WHAT TO DO » What is the number of lines in the data holding the word "created"? Give that number by itself.

(Stored data)
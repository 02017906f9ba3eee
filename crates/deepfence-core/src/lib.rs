//! DeepFence core - staged agent pipeline orchestration
//!
//! Coordinates a pipeline of external analysis agents over a target path:
//! - Synchronizes each agent's repository (parallel, bounded)
//! - Archives prior run outputs into numbered slots
//! - Runs mappers, organizers, then the reporter as child processes
//! - Collects each agent's declared artifacts into a namespaced output area
//! - Applies declarative cross-agent stitch rules and locates the report

pub mod archive;
pub mod error;
pub mod events;
pub mod pipeline;
pub mod roster;
pub mod runner;
pub mod stitch;
pub mod sync;
pub mod telemetry;
pub mod viewer;

// Re-export key types
pub use archive::archive_prior_outputs;
pub use error::{PipelineError, Result};
pub use events::{NullObserver, PipelineEvent, PipelineObserver, Stage};
pub use pipeline::{AgentRunResult, Pipeline, PipelineConfig, PipelineResult};
pub use roster::{AgentSpec, Roster};
pub use runner::{AgentOutcome, AgentRole, AgentRunner};
pub use stitch::{default_rules, StitchRule};
pub use sync::{sync_all, sync_repo, SyncResult};
pub use telemetry::init_tracing;
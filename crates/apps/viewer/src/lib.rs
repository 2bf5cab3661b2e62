pub mod config;
pub mod engine;
pub mod error;
pub mod fetch;
pub mod live;

pub use config::{derive_ws_url, Args, ViewerConfig};
pub use engine::{SpotView, SyncEngine};
pub use error::ViewerError;
pub use fetch::SpotApi;
pub use live::{LiveEvent, LiveHandle};
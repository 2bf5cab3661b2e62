//! Sync engine: binds the REST fetcher and the live channel to one
//! `SpotStore` and publishes every visible change on a watch channel.

use std::collections::{BTreeMap, HashSet};
use std::sync::Arc;

use foundation::GeoBounds;
use parking_lot::Mutex;
use streaming::{
    Delta, DeltaOutcome, SnapshotOutcome, Spot, SpotId, SpotStatus, SpotStore, ViewId,
    ViewportRequest,
};
use tokio::sync::{mpsc, watch};
use tokio::task::JoinHandle;
use tracing::{debug, info, warn};

use crate::config::ViewerConfig;
use crate::error::ViewerError;
use crate::fetch::SpotApi;
use crate::live::{self, LiveEvent, LiveHandle};

/// What subscribers see: a complete, duplicate-free collection.
#[derive(Debug, Clone)]
pub struct SpotView {
    pub revision: u64,
    pub spots: Arc<[Spot]>,
    pub connected: bool,
}

impl Default for SpotView {
    fn default() -> Self {
        Self {
            revision: 0,
            spots: Arc::from(Vec::new()),
            connected: false,
        }
    }
}

struct Shared {
    api: SpotApi,
    store: Mutex<SpotStore>,
    view: watch::Sender<SpotView>,
    enrich: bool,
    enriching: Mutex<HashSet<SpotId>>,
    enrich_tasks: Mutex<Vec<JoinHandle<()>>>,
}

impl Shared {
    fn publish(&self) {
        let store = self.store.lock();
        let revision = store.revision();
        let spots: Arc<[Spot]> = Arc::from(store.spots());
        self.view.send_if_modified(|view| {
            if view.revision == revision {
                return false;
            }
            view.revision = revision;
            view.spots = spots;
            true
        });
    }

    fn set_connected(&self, connected: bool) {
        self.view.send_if_modified(|view| {
            if view.connected == connected {
                return false;
            }
            view.connected = connected;
            true
        });
    }

    fn apply_viewport_result(&self, view_id: ViewId, spots: Vec<Spot>) -> SnapshotOutcome {
        let outcome = self.store.lock().apply_viewport_result(view_id, spots);
        match outcome {
            SnapshotOutcome::Applied => self.publish(),
            SnapshotOutcome::Unchanged => {}
            SnapshotOutcome::Stale => debug!("discarding stale viewport result {view_id}"),
        }
        outcome
    }

    fn apply_delta(self: &Arc<Self>, delta: Delta) {
        let outcome = self.store.lock().apply_delta(delta);
        match outcome {
            DeltaOutcome::Applied => self.publish(),
            DeltaOutcome::Unchanged => {}
            DeltaOutcome::UnknownTarget(id) => {
                debug!("live update for unknown spot {id}");
                if self.enrich {
                    self.spawn_enrichment(id);
                }
            }
            DeltaOutcome::OutOfView(id) => debug!("live record {id} is outside the viewport"),
        }
    }

    /// One-shot fetch of a spot referenced by a live update; at most one
    /// request per id is in flight.
    fn spawn_enrichment(self: &Arc<Self>, id: SpotId) {
        if !self.enriching.lock().insert(id) {
            return;
        }
        let shared = Arc::clone(self);
        let task = tokio::spawn(async move {
            match shared.api.fetch_spot(id).await {
                Ok(Some(spot)) => {
                    let outcome = shared.store.lock().apply_enrichment(spot);
                    match outcome {
                        DeltaOutcome::Applied => shared.publish(),
                        DeltaOutcome::OutOfView(_) => {
                            debug!("enriched spot {id} is outside the viewport")
                        }
                        DeltaOutcome::Unchanged | DeltaOutcome::UnknownTarget(_) => {}
                    }
                }
                Ok(None) => debug!("backend has no spot {id}"),
                Err(err) => warn!("enrichment for spot {id} failed: {err}"),
            }
            shared.enriching.lock().remove(&id);
        });
        let mut tasks = self.enrich_tasks.lock();
        tasks.retain(|t| !t.is_finished());
        tasks.push(task);
    }

    fn abort_enrichments(&self) {
        for task in self.enrich_tasks.lock().drain(..) {
            task.abort();
        }
        self.enriching.lock().clear();
    }
}

/// Live parking-spot synchronization engine.
///
/// Owns one live connection and at most one in-flight viewport fetch. Must be
/// started inside a tokio runtime. Dropping the engine stops every task.
pub struct SyncEngine {
    shared: Arc<Shared>,
    live: Option<LiveHandle>,
    pump: Option<JoinHandle<()>>,
    fetch: Mutex<Option<JoinHandle<()>>>,
}

impl SyncEngine {
    pub fn start(config: ViewerConfig) -> Result<Self, ViewerError> {
        let api = SpotApi::new(&config)?;
        let (view, _) = watch::channel(SpotView::default());
        let shared = Arc::new(Shared {
            api,
            store: Mutex::new(SpotStore::new()),
            view,
            enrich: config.enrich,
            enriching: Mutex::new(HashSet::new()),
            enrich_tasks: Mutex::new(Vec::new()),
        });

        let (events_tx, events_rx) = mpsc::channel(config.event_buffer.max(1));
        info!("starting live channel at {}", config.ws_url);
        let live = live::spawn(
            config.ws_url.clone(),
            config.backoff,
            config.request_timeout,
            events_tx,
        );
        let pump = tokio::spawn(pump_events(Arc::clone(&shared), events_rx));

        let engine = Self {
            shared,
            live: Some(live),
            pump: Some(pump),
            fetch: Mutex::new(None),
        };
        if config.bootstrap {
            engine.spawn_bootstrap();
        }
        Ok(engine)
    }

    /// Start fetching `bounds`. Any earlier fetch is cancelled and its
    /// result, should it still arrive, is discarded.
    pub fn set_viewport(&self, bounds: GeoBounds, status: Option<SpotStatus>) -> ViewId {
        let req = self.shared.store.lock().begin_viewport(bounds, status);
        let view_id = req.view_id;
        let shared = Arc::clone(&self.shared);
        let task = tokio::spawn(async move {
            if let Err(err) = fetch_into(&shared, req).await {
                warn!("viewport fetch {view_id} failed: {err}");
            }
        });
        self.replace_fetch(task);
        view_id
    }

    /// Like `set_viewport`, but waits for the fetch and reports its outcome.
    pub async fn load_viewport(
        &self,
        bounds: GeoBounds,
        status: Option<SpotStatus>,
    ) -> Result<SnapshotOutcome, ViewerError> {
        let req = self.shared.store.lock().begin_viewport(bounds, status);
        if let Some(prev) = self.fetch.lock().take() {
            prev.abort();
        }
        fetch_into(&self.shared, req).await
    }

    pub fn subscribe(&self) -> watch::Receiver<SpotView> {
        self.shared.view.subscribe()
    }

    pub fn spots(&self) -> Arc<[Spot]> {
        Arc::clone(&self.shared.view.borrow().spots)
    }

    pub fn is_connected(&self) -> bool {
        self.shared.view.borrow().connected
    }

    pub fn current_viewport(&self) -> Option<ViewportRequest> {
        self.shared.store.lock().current_viewport().cloned()
    }

    pub fn counts_by_status(&self) -> BTreeMap<SpotStatus, usize> {
        self.shared.store.lock().counts_by_status()
    }

    /// Stop the live channel (no further reconnects) and cancel every
    /// pending fetch.
    pub async fn shutdown(mut self) {
        self.abort_tasks();
        if let Some(live) = self.live.take() {
            live.shutdown().await;
        }
        self.shared.set_connected(false);
        info!("sync engine stopped");
    }

    fn spawn_bootstrap(&self) {
        let shared = Arc::clone(&self.shared);
        let task = tokio::spawn(async move {
            let spots = match shared.api.fetch_all().await {
                Ok(spots) => spots,
                Err(err) => {
                    warn!("bootstrap fetch failed: {err}");
                    return;
                }
            };
            let applied = {
                let mut store = shared.store.lock();
                // A viewport issued meanwhile owns membership.
                store.current_viewport().is_none() && store.apply_viewport_snapshot(spots)
            };
            if applied {
                shared.publish();
            }
        });
        self.replace_fetch(task);
    }

    fn replace_fetch(&self, task: JoinHandle<()>) {
        if let Some(prev) = self.fetch.lock().replace(task) {
            prev.abort();
        }
    }

    fn abort_tasks(&mut self) {
        if let Some(task) = self.fetch.lock().take() {
            task.abort();
        }
        if let Some(pump) = self.pump.take() {
            pump.abort();
        }
        self.shared.abort_enrichments();
    }
}

impl Drop for SyncEngine {
    fn drop(&mut self) {
        self.abort_tasks();
        if let Some(live) = self.live.take() {
            live.signal_shutdown();
            live.abort();
        }
    }
}

async fn fetch_into(shared: &Shared, req: ViewportRequest) -> Result<SnapshotOutcome, ViewerError> {
    let spots = shared.api.fetch_viewport(req.bounds, req.status).await?;
    Ok(shared.apply_viewport_result(req.view_id, spots))
}

async fn pump_events(shared: Arc<Shared>, mut events: mpsc::Receiver<LiveEvent>) {
    while let Some(event) = events.recv().await {
        match event {
            LiveEvent::Connected => shared.set_connected(true),
            LiveEvent::Disconnected => shared.set_connected(false),
            LiveEvent::Delta(delta) => shared.apply_delta(delta),
        }
    }
}
pub mod backoff;
pub mod link;
pub mod normalize;
pub mod protocol;
pub mod request;
pub mod spot;
pub mod store;

pub use backoff::*;
pub use link::*;
pub use normalize::{has_geometry, normalize, normalize_record};
pub use protocol::*;
pub use request::*;
pub use spot::*;
pub use store::*;
use std::collections::BTreeMap;

use foundation::GeoBounds;

use crate::protocol::{Delta, SpotPatch};
use crate::request::{ViewId, ViewportRequest, ViewportTracker};
use crate::spot::{Spot, SpotId, SpotStatus};

/// Where a record's reference data came from.
#[derive(Debug, Copy, Clone, PartialEq, Eq)]
enum Origin {
    /// Latest viewport snapshot; authoritative for everything except status.
    Snapshot,
    /// Introduced by a full-record upsert delta.
    Delta,
}

#[derive(Debug, Clone)]
struct Entry {
    spot: Spot,
    origin: Origin,
}

/// Status information seen on the live channel since the store was created.
#[derive(Debug, Clone, Default, PartialEq)]
struct Observed {
    status: Option<SpotStatus>,
    last_updated: Option<String>,
}

#[derive(Debug, Copy, Clone, PartialEq, Eq)]
pub enum DeltaOutcome {
    /// The visible collection changed.
    Applied,
    /// Accepted, but nothing visible changed.
    Unchanged,
    /// Patch for an id that is not in the collection; nothing was created.
    UnknownTarget(SpotId),
    /// New record outside the current viewport or its status filter; not
    /// added.
    OutOfView(SpotId),
}

#[derive(Debug, Copy, Clone, PartialEq, Eq)]
pub enum SnapshotOutcome {
    Applied,
    Unchanged,
    /// Result for a viewport request that has since been superseded.
    Stale,
}

/// Authoritative in-memory spot collection.
///
/// Merges viewport snapshots (authoritative for membership and reference
/// data) with live deltas (authoritative for `status` / `last_updated` once
/// observed). Pure state: no I/O, no clocks.
///
/// Notes on determinism:
/// - Records are keyed in a `BTreeMap`, so ids are unique by construction.
/// - The visible list is kept sorted by id and only rebuilt when it changes;
///   `revision` increments exactly when it does.
#[derive(Debug, Default)]
pub struct SpotStore {
    entries: BTreeMap<SpotId, Entry>,
    observed: BTreeMap<SpotId, Observed>,
    visible: Vec<Spot>,
    revision: u64,
    viewports: ViewportTracker,
}

impl SpotStore {
    pub fn new() -> Self {
        Self::default()
    }

    /// Visible spots, sorted by id.
    pub fn spots(&self) -> &[Spot] {
        &self.visible
    }

    pub fn get(&self, id: SpotId) -> Option<&Spot> {
        self.visible
            .binary_search_by_key(&id, |s| s.id)
            .ok()
            .map(|i| &self.visible[i])
    }

    pub fn contains(&self, id: SpotId) -> bool {
        self.entries.contains_key(&id)
    }

    pub fn len(&self) -> usize {
        self.visible.len()
    }

    pub fn is_empty(&self) -> bool {
        self.visible.is_empty()
    }

    pub fn revision(&self) -> u64 {
        self.revision
    }

    pub fn counts_by_status(&self) -> BTreeMap<SpotStatus, usize> {
        let mut counts = BTreeMap::new();
        for spot in &self.visible {
            *counts.entry(spot.status).or_insert(0) += 1;
        }
        counts
    }

    /// Record a new viewport request; any result for an older one becomes stale.
    pub fn begin_viewport(
        &mut self,
        bounds: GeoBounds,
        status: Option<SpotStatus>,
    ) -> ViewportRequest {
        self.viewports.begin(bounds, status)
    }

    pub fn is_current(&self, view_id: ViewId) -> bool {
        self.viewports.is_current(view_id)
    }

    pub fn current_viewport(&self) -> Option<&ViewportRequest> {
        self.viewports.current()
    }

    /// Apply a fetch result only if it answers the latest viewport request.
    pub fn apply_viewport_result(&mut self, view_id: ViewId, spots: Vec<Spot>) -> SnapshotOutcome {
        if !self.viewports.is_current(view_id) {
            return SnapshotOutcome::Stale;
        }
        if self.apply_viewport_snapshot(spots) {
            SnapshotOutcome::Applied
        } else {
            SnapshotOutcome::Unchanged
        }
    }

    /// Replace the in-view set with exactly `spots` (by id; a repeated id keeps
    /// its last occurrence). Returns whether the visible collection changed.
    pub fn apply_viewport_snapshot(&mut self, spots: Vec<Spot>) -> bool {
        self.entries = spots
            .into_iter()
            .map(|spot| {
                (
                    spot.id,
                    Entry {
                        spot,
                        origin: Origin::Snapshot,
                    },
                )
            })
            .collect();

        let next: Vec<Spot> = self
            .entries
            .iter()
            .map(|(id, e)| overlay(&e.spot, self.observed.get(id)))
            .collect();
        if next == self.visible {
            return false;
        }
        self.visible = next;
        self.revision += 1;
        true
    }

    pub fn apply_delta(&mut self, delta: Delta) -> DeltaOutcome {
        match delta {
            Delta::Upsert(spot) => self.upsert(spot),
            Delta::Patch(patch) => self.patch(patch),
        }
    }

    /// Add a record fetched for an unknown delta target. The fetched status
    /// is not a live observation, so an earlier delta status still wins.
    /// No-op when the id is already present.
    pub fn apply_enrichment(&mut self, spot: Spot) -> DeltaOutcome {
        let id = spot.id;
        if self.entries.contains_key(&id) {
            return DeltaOutcome::Unchanged;
        }
        if !self.admits(&spot) {
            return DeltaOutcome::OutOfView(id);
        }
        self.entries.insert(
            id,
            Entry {
                spot,
                origin: Origin::Snapshot,
            },
        );
        self.refresh(id)
    }

    fn upsert(&mut self, spot: Spot) -> DeltaOutcome {
        let id = spot.id;
        self.observe(id, Some(spot.status), spot.last_updated.clone());
        if !self.entries.contains_key(&id) && !self.admits(&spot) {
            return DeltaOutcome::OutOfView(id);
        }
        match self.entries.get_mut(&id) {
            // Reference data for snapshot records stays with the snapshot.
            Some(e) if e.origin == Origin::Snapshot => {}
            Some(e) => e.spot = spot,
            None => {
                self.entries.insert(
                    id,
                    Entry {
                        spot,
                        origin: Origin::Delta,
                    },
                );
            }
        }
        self.refresh(id)
    }

    fn patch(&mut self, patch: SpotPatch) -> DeltaOutcome {
        let id = patch.id;
        self.observe(id, patch.status, patch.last_updated.clone());
        let Some(entry) = self.entries.get_mut(&id) else {
            return DeltaOutcome::UnknownTarget(id);
        };
        if entry.origin == Origin::Delta {
            let spot = &mut entry.spot;
            if let Some(location) = patch.location {
                spot.location = location;
            }
            if let Some(price) = patch.price_per_hour {
                spot.price_per_hour = Some(price);
            }
            if let Some(city) = patch.city {
                spot.city = Some(city);
            }
            if let Some(area) = patch.area {
                spot.area = Some(area);
            }
        }
        self.refresh(id)
    }

    /// Whether a record not yet in the collection belongs to the current
    /// viewport: inside its bounds and, with a status filter, showing that
    /// status. Everything is admitted before the first viewport request.
    fn admits(&self, spot: &Spot) -> bool {
        let Some(view) = self.viewports.current() else {
            return true;
        };
        let status = self
            .observed
            .get(&spot.id)
            .and_then(|seen| seen.status)
            .unwrap_or(spot.status);
        view.bounds.contains(spot.latitude, spot.longitude)
            && view.status.is_none_or(|wanted| wanted == status)
    }

    fn observe(&mut self, id: SpotId, status: Option<SpotStatus>, last_updated: Option<String>) {
        let seen = self.observed.entry(id).or_default();
        match status {
            // A new status without a timestamp must not inherit an older one.
            Some(status) => {
                seen.status = Some(status);
                seen.last_updated = last_updated;
            }
            None => {
                if last_updated.is_some() {
                    seen.last_updated = last_updated;
                }
            }
        }
    }

    /// Recompute the visible record for `id`.
    fn refresh(&mut self, id: SpotId) -> DeltaOutcome {
        let next = self
            .entries
            .get(&id)
            .map(|e| overlay(&e.spot, self.observed.get(&id)));
        let changed = match (self.visible.binary_search_by_key(&id, |s| s.id), next) {
            (Ok(i), Some(spot)) => {
                if self.visible[i] == spot {
                    false
                } else {
                    self.visible[i] = spot;
                    true
                }
            }
            (Err(i), Some(spot)) => {
                self.visible.insert(i, spot);
                true
            }
            (Ok(i), None) => {
                self.visible.remove(i);
                true
            }
            (Err(_), None) => false,
        };
        if changed {
            self.revision += 1;
            DeltaOutcome::Applied
        } else {
            DeltaOutcome::Unchanged
        }
    }
}

/// Observed delta status wins over the record's; everything else is kept.
fn overlay(base: &Spot, observed: Option<&Observed>) -> Spot {
    let mut spot = base.clone();
    if let Some(seen) = observed {
        if let Some(status) = seen.status {
            spot.status = status;
        }
        if seen.last_updated.is_some() {
            spot.last_updated = seen.last_updated.clone();
        }
    }
    spot
}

EXPECTED OUTPUT » 2